ReStyle3D: Scene-Level Appearance Transfer with Semantic Correspondences
Liyuan Zhu, Shengqu Cai, Shengyu Huang, Gordon Wetzstein, Naji Khosravan, Iro Armeni
TL;DR
ReStyle3D addresses scene-level appearance transfer by leveraging explicit semantic correspondences via open-vocabulary panoptic segmentation and embedding them into a training-free semantic attention mechanism within a pretrained diffusion model. It then lifts the stylization to additional views using a warp-and-refine diffusion network guided by monocular depth and pixel correspondences, implemented in an auto-regressive framework to maintain 3D-consistent results. The approach delivers improved structure preservation, perceptual style fidelity, and multi-view coherence over prior 2D and 3D editing methods, with supporting quantitative and user studies. The framework enables practical interior-design and virtual-staging applications without requiring explicit 3D geometry or camera poses, and is designed to be plug-and-play with existing diffusion-based pipelines.
Abstract
We introduce ReStyle3D, a novel framework for scene-level appearance transfer from a single style image to a real-world scene represented by multiple views.
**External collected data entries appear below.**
//! Single-slot cancellation of the action in flight

use parking_lot::Mutex;
use std::sync::atomic::{AtomicBool, Ordering};
use std::sync::Arc;
use tokio_util::sync::CancellationToken;

/// Why a running action was stopped early
#[derive(Debug, Clone, Copy, PartialEq, Eq)]
pub enum CancelReason {
    /// Someone called `request_cancel`
    Requested,
    /// The executor itself is shutting down
    Shutdown,
}

/// Cancellation state owned by one executor.
///
/// A cancel request targets whatever is running at that moment. There is no
/// handle to a specific action: a request made while idle is dropped.
pub struct CancelSlot {
    requested: Arc<AtomicBool>,
    current: Mutex<Option<CancellationToken>>,
    shutdown: CancellationToken,
}

impl CancelSlot {
    pub fn new(shutdown: CancellationToken) -> Self {
        Self {
            requested: Arc::new(AtomicBool::new(false)),
            current: Mutex::new(None),
            shutdown,
        }
    }

    /// Set the flag and interrupt the running action, if any.
    /// Returns true when an action was actually targeted.
    pub fn request_cancel(&self) -> bool {
        let current = self.current.lock();
        self.requested.store(true, Ordering::SeqCst);
        match current.as_ref() {
            Some(token) => {
                token.cancel();
                true
            }
            None => false,
        }
    }

    /// Whether a cancel is pending for the current action
    pub fn is_requested(&self) -> bool {
        self.requested.load(Ordering::SeqCst)
    }

    /// Arm the slot for a new action. The flag is cleared before the
    /// action's token is installed, under the same lock `request_cancel` uses.
    pub fn begin(&self) -> CancelContext {
        let mut current = self.current.lock();
        self.requested.store(false, Ordering::SeqCst);
        let token = self.shutdown.child_token();
        *current = Some(token.clone());
        CancelContext {
            token,
            shutdown: self.shutdown.clone(),
        }
    }

    /// Disarm the slot once the action is over
    pub fn finish(&self) {
        self.current.lock().take();
    }
}

/// Cancellation view handed to an action body
#[derive(Clone)]
pub struct CancelContext {
    token: CancellationToken,
    shutdown: CancellationToken,
}

impl CancelContext {
    /// A context not linked to any executor, never cancelled unless
    /// [`cancel`](Self::cancel) is called
    pub fn standalone() -> Self {
        let shutdown = CancellationToken::new();
        Self {
            token: shutdown.child_token(),
            shutdown,
        }
    }

    pub fn is_cancelled(&self) -> bool {
        self.token.is_cancelled()
    }

    /// Completes when the action is cancelled for any reason
    pub async fn cancelled(&self) {
        self.token.cancelled().await
    }

    /// Reason for the cancellation, `None` while still live
    pub fn reason(&self) -> Option<CancelReason> {
        if !self.token.is_cancelled() {
            None
        } else if self.shutdown.is_cancelled() {
            Some(CancelReason::Shutdown)
        } else {
            Some(CancelReason::Requested)
        }
    }

    /// Cancel this context as if requested
    pub fn cancel(&self) {
        self.token.cancel();
    }
}

impl std::fmt::Debug for CancelContext {
    fn fmt(&self, f: &mut std::fmt::Formatter<'_>) -> std::fmt::Result {
        f.debug_struct("CancelContext")
            .field("reason", &self.reason())
            .finish_non_exhaustive()
    }
}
The method combines explicit semantic correspondences with multi-view consistency to achieve precise and coherent stylization. Unlike conventional stylization methods that apply a reference style globally, ReStyle3D uses open-vocabulary segmentation to establish dense, instance-level correspondences between the style and real-world images. This ensures that each object is stylized with semantically matched textures. It first transfers the style to a single view using a training-free semantic-attention mechanism in a diffusion model. It then lifts the stylization to additional views via a learned warp-and-refine network guided by monocular depth and pixel-wise correspondences. Experiments show that ReStyle3D consistently outperforms prior methods in structure preservation, perceptual style similarity, and multi-view coherence. User studies further validate its ability to produce photo-realistic, semantically faithful results. Our code, pretrained models, and dataset will be publicly released, to support new applications in interior design, virtual staging, and 3D-consistent stylization.